Critical Incident Management and Simulations


While leading a project to improve the rapid response capacity of the International Committee of the Red Cross (ICRC), Raj developed an interest in finding ways to develop organizational and management capacity to respond to critical incidents. Inspired by the simulations used by the London Metropolitan Police in training their senior officers in crisis management, he has gone on to develop a number of simulation exercises all of which have been delivered to multi-agency audiences of senior managers of international civilian organizations who commit staff to missions in hostile environments. Examples of his work include:

  • the Advanced Workshop developed for the Security Management Initiative (SMI) of the Harvard Program on Humanitarian Policy and Conflict Research (HPCR, 2006 and 2007)
  • the Advanced Training Program on Humanitarian Action of the Swedish International Development Agency (ATHA/SIDA 2006)
  • the Course Security Management in Hazardous Environments, developed for the Folk Bernadotte Academy (FBA 2007 and also for the course Coordination and Cooperation in Multifunctional Peace Operations (MULTIFUNC) course)
  • the Critical Incident Management Training developed for the United Nations High Commissioner for Refugees (UNHCR, 2008).
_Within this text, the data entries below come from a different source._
//! Configuration management for stackrelay
//!
//! Parses TOML configuration files and provides typed access to settings.

use crate::error::{AppError, AppResult};
use serde::{Deserialize, Serialize};
use std::net::{IpAddr, SocketAddr};
use std::path::Path;
use std::str::FromStr;
use std::time::Duration;

/// Upper bound for any timeout setting, in seconds
const MAX_TIMEOUT_SECONDS: u64 = 300;
/// Upper bound for provider call attempts
const MAX_ATTEMPTS: usize = 10;

/// Root configuration structure
#[derive(Debug, Clone, Deserialize, Serialize)]
pub struct Config {
    pub server: ServerConfig,
    pub provider: ProviderConfig,
    #[serde(default)]
    pub streaming: StreamingConfig,
    #[serde(default)]
    pub observability: ObservabilityConfig,
}

/// Server configuration
#[derive(Debug, Clone, Deserialize, Serialize)]
pub struct ServerConfig {
    /// IP address literal to bind; hostnames are rejected at load time
    pub host: String,
    pub port: u16,
}

impl ServerConfig {
    /// Address the listener binds to
    ///
    /// # Errors
    ///
    /// Returns `AppError::Config` when `host` is not an IP address.
    pub fn socket_addr(&self) -> AppResult<SocketAddr> {
        let ip: IpAddr = self.host.trim().parse().map_err(|_| {
            AppError::Config(format!(
                "server.host '{}' must be an IP address such as 127.0.0.1 or 0.0.0.0",
                self.host
            ))
        })?;
        Ok(SocketAddr::new(ip, self.port))
    }
}

/// Provider connection settings
///
/// Fields are private so validated values cannot be mutated after loading.
/// The API key is redacted from `Debug` output.
#[derive(Clone, Deserialize, Serialize)]
pub struct ProviderConfig {
    base_url: String,
    model: String,
    #[serde(default, skip_serializing)]
    api_key: Option<String>,
    #[serde(default = "default_api_key_env")]
    api_key_env: String,
    #[serde(default = "default_timeout_seconds")]
    timeout_seconds: u64,
    /// Total attempts for idempotent analysis calls (1 = no retry)
    #[serde(default = "default_max_retries")]
    max_retries: usize,
    /// Base backoff in milliseconds (doubles each retry)
    #[serde(default = "default_retry_backoff_ms")]
    retry_backoff_ms: u64,
    #[serde(default)]
    temperature: Option<f64>,
    #[serde(default)]
    max_tokens: Option<u32>,
    #[serde(default = "default_analysis_prompt")]
    analysis_prompt: String,
}

impl std::fmt::Debug for ProviderConfig {
    fn fmt(&self, f: &mut std::fmt::Formatter<'_>) -> std::fmt::Result {
        f.debug_struct("ProviderConfig")
            .field("base_url", &self.base_url)
            .field("model", &self.model)
            .field("api_key", &self.api_key.as_ref().map(|_| "<redacted>"))
            .field("api_key_env", &self.api_key_env)
            .field("timeout_seconds", &self.timeout_seconds)
            .field("max_retries", &self.max_retries)
            .field("retry_backoff_ms", &self.retry_backoff_ms)
            .field("temperature", &self.temperature)
            .field("max_tokens", &self.max_tokens)
            .finish_non_exhaustive()
    }
}

impl ProviderConfig {
    /// Get the provider base URL (e.g. `https://api.openai.com/v1`)
    pub fn base_url(&self) -> &str {
        &self.base_url
    }

    /// Get the model name sent with every request
    pub fn model(&self) -> &str {
        &self.model
    }

    /// Name of the environment variable consulted for the API key
    pub fn api_key_env(&self) -> &str {
        &self.api_key_env
    }

    /// Resolve the API key: config file first, then the environment
    pub fn resolve_api_key(&self) -> Option<String> {
        self.api_key
            .clone()
            .filter(|k| !k.trim().is_empty())
            .or_else(|| {
                std::env::var(&self.api_key_env)
                    .ok()
                    .filter(|k| !k.trim().is_empty())
            })
    }

    pub fn timeout(&self) -> Duration {
        Duration::from_secs(self.timeout_seconds)
    }

    pub fn timeout_seconds(&self) -> u64 {
        self.timeout_seconds
    }

    pub fn max_retries(&self) -> usize {
        self.max_retries
    }

    pub fn retry_backoff_ms(&self) -> u64 {
        self.retry_backoff_ms
    }

    pub fn temperature(&self) -> Option<f64> {
        self.temperature
    }

    pub fn max_tokens(&self) -> Option<u32> {
        self.max_tokens
    }

    /// System prompt sent ahead of the text on `/analyze`
    pub fn analysis_prompt(&self) -> &str {
        &self.analysis_prompt
    }
}

fn default_api_key_env() -> String {
    "STACKRELAY_API_KEY".to_string()
}

fn default_timeout_seconds() -> u64 {
    30
}

fn default_max_retries() -> usize {
    3
}

fn default_retry_backoff_ms() -> u64 {
    100
}

fn default_analysis_prompt() -> String {
    "You analyze descriptions of software systems and identify their engine stack. \
    Reply with a single JSON object with the keys \"engines\" (array of strings), \
    \"languages\" (array of strings), \"frameworks\" (array of strings) and \
    \"summary\" (string). Reply with JSON only."
        .to_string()
}

/// Server-sent event stream settings for `/chat` with `stream: true`
#[derive(Debug, Clone, Deserialize, Serialize)]
pub struct StreamingConfig {
    /// Interval between SSE keep-alive comments while the provider is silent
    #[serde(default = "default_keep_alive_seconds")]
    pub keep_alive_seconds: u64,
    /// Maximum wait for the next upstream chunk once the stream is open
    #[serde(default = "default_idle_timeout_seconds")]
    pub idle_timeout_seconds: u64,
    /// Emit `data: [DONE]` before closing a cleanly finished stream
    #[serde(default)]
    pub done_sentinel: bool,
}

impl StreamingConfig {
    pub fn keep_alive(&self) -> Duration {
        Duration::from_secs(self.keep_alive_seconds)
    }

    pub fn idle_timeout(&self) -> Duration {
        Duration::from_secs(self.idle_timeout_seconds)
    }
}

impl Default for StreamingConfig {
    fn default() -> Self {
        Self {
            keep_alive_seconds: default_keep_alive_seconds(),
            idle_timeout_seconds: default_idle_timeout_seconds(),
            done_sentinel: false,
        }
    }
}

fn default_keep_alive_seconds() -> u64 {
    15
}

fn default_idle_timeout_seconds() -> u64 {
    60
}

/// Observability configuration
#[derive(Debug, Clone, Deserialize, Serialize)]
pub struct ObservabilityConfig {
    #[serde(default = "default_log_level")]
    pub log_level: String,
}

impl Default for ObservabilityConfig {
    fn default() -> Self {
        Self {
            log_level: default_log_level(),
        }
    }
}

fn default_log_level() -> String {
    "info".to_string()
}

impl Config {
    /// Load configuration from a TOML file
    pub fn from_file<P: AsRef<Path>>(path: P) -> AppResult<Self> {
        let path_display = path.as_ref().display().to_string();

        // Phase 1: Read file (preserves io::Error context)
        let content = std::fs::read_to_string(path.as_ref()).map_err(|source| {
            AppError::ConfigFileRead {
                path: path_display.clone(),
                source,
            }
        })?;

        // Phase 2: Parse TOML (preserves toml::de::Error context)
        let config: Self =
            toml::from_str(&content).map_err(|source| AppError::ConfigParseFailed {
                path: path_display.clone(),
                source,
            })?;

        // Phase 3: Validate parsed config (provides contextual reason)
        config
            .validate()
            .map_err(|e| AppError::ConfigValidationFailed {
                path: path_display,
                reason: e.to_string(),
            })?;

        Ok(config)
    }

    /// Validate configuration after parsing
    ///
    /// Called by `from_file()` and `from_str()`, and can be called explicitly
    /// on configs constructed in tests.
    pub fn validate(&self) -> AppResult<()> {
        self.server.socket_addr()?;

        let provider = &self.provider;

        if !provider.base_url.starts_with("http://") && !provider.base_url.starts_with("https://")
        {
            return Err(AppError::Config(format!(
                "provider.base_url '{}' must start with 'http://' or 'https://'",
                provider.base_url
            )));
        }

        if provider.model.trim().is_empty() {
            return Err(AppError::Config(
                "provider.model cannot be empty".to_string(),
            ));
        }

        if provider.api_key_env.trim().is_empty() {
            return Err(AppError::Config(
                "provider.api_key_env cannot be empty".to_string(),
            ));
        }

        validate_timeout("provider.timeout_seconds", provider.timeout_seconds)?;
        validate_timeout(
            "streaming.idle_timeout_seconds",
            self.streaming.idle_timeout_seconds,
        )?;
        validate_timeout(
            "streaming.keep_alive_seconds",
            self.streaming.keep_alive_seconds,
        )?;

        if provider.max_retries == 0 || provider.max_retries > MAX_ATTEMPTS {
            return Err(AppError::Config(format!(
                "provider.max_retries must be between 1 and {}, got {}",
                MAX_ATTEMPTS, provider.max_retries
            )));
        }

        if let Some(temperature) = provider.temperature
            && (!temperature.is_finite() || !(0.0..=2.0).contains(&temperature))
        {
            return Err(AppError::Config(format!(
                "provider.temperature must be a finite number between 0.0 and 2.0, got {}",
                temperature
            )));
        }

        if provider.max_tokens == Some(0) {
            return Err(AppError::Config(
                "provider.max_tokens must be greater than 0".to_string(),
            ));
        }

        Ok(())
    }
}

fn validate_timeout(name: &str, seconds: u64) -> AppResult<()> {
    if seconds == 0 {
        return Err(AppError::Config(format!(
            "{} must be greater than 0, got {}",
            name, seconds
        )));
    }
    if seconds > MAX_TIMEOUT_SECONDS {
        return Err(AppError::Config(format!(
            "{} cannot exceed {} seconds, got {}",
            name, MAX_TIMEOUT_SECONDS, seconds
        )));
    }
    Ok(())
}

impl FromStr for Config {
    type Err = AppError;

    fn from_str(toml_str: &str) -> Result<Self, Self::Err> {
        let config: Config =
            toml::from_str(toml_str).map_err(|source| AppError::ConfigParseFailed {
                path: "<string>".to_string(),
                source,
            })?;

        // Validate config before returning
        config.validate()?;
        Ok(config)
    }
}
Participants to his courses have been senior headquarters managers and security professionals with operational responsibilities. They are generally individuals who have been directly involved in crisis management at the headquarters and field level. Examples of the types of candidates would include Directors of Operations, Head of Security, Head of Mission/Country Representative, Regional officer or Desk Officers, Rapid Response Team members, etc. Participants have come from government institutions, armed forces, the private sector, UN agencies, international NGOs, the Red Cross/Red Crescent Movement, academia and policy writers.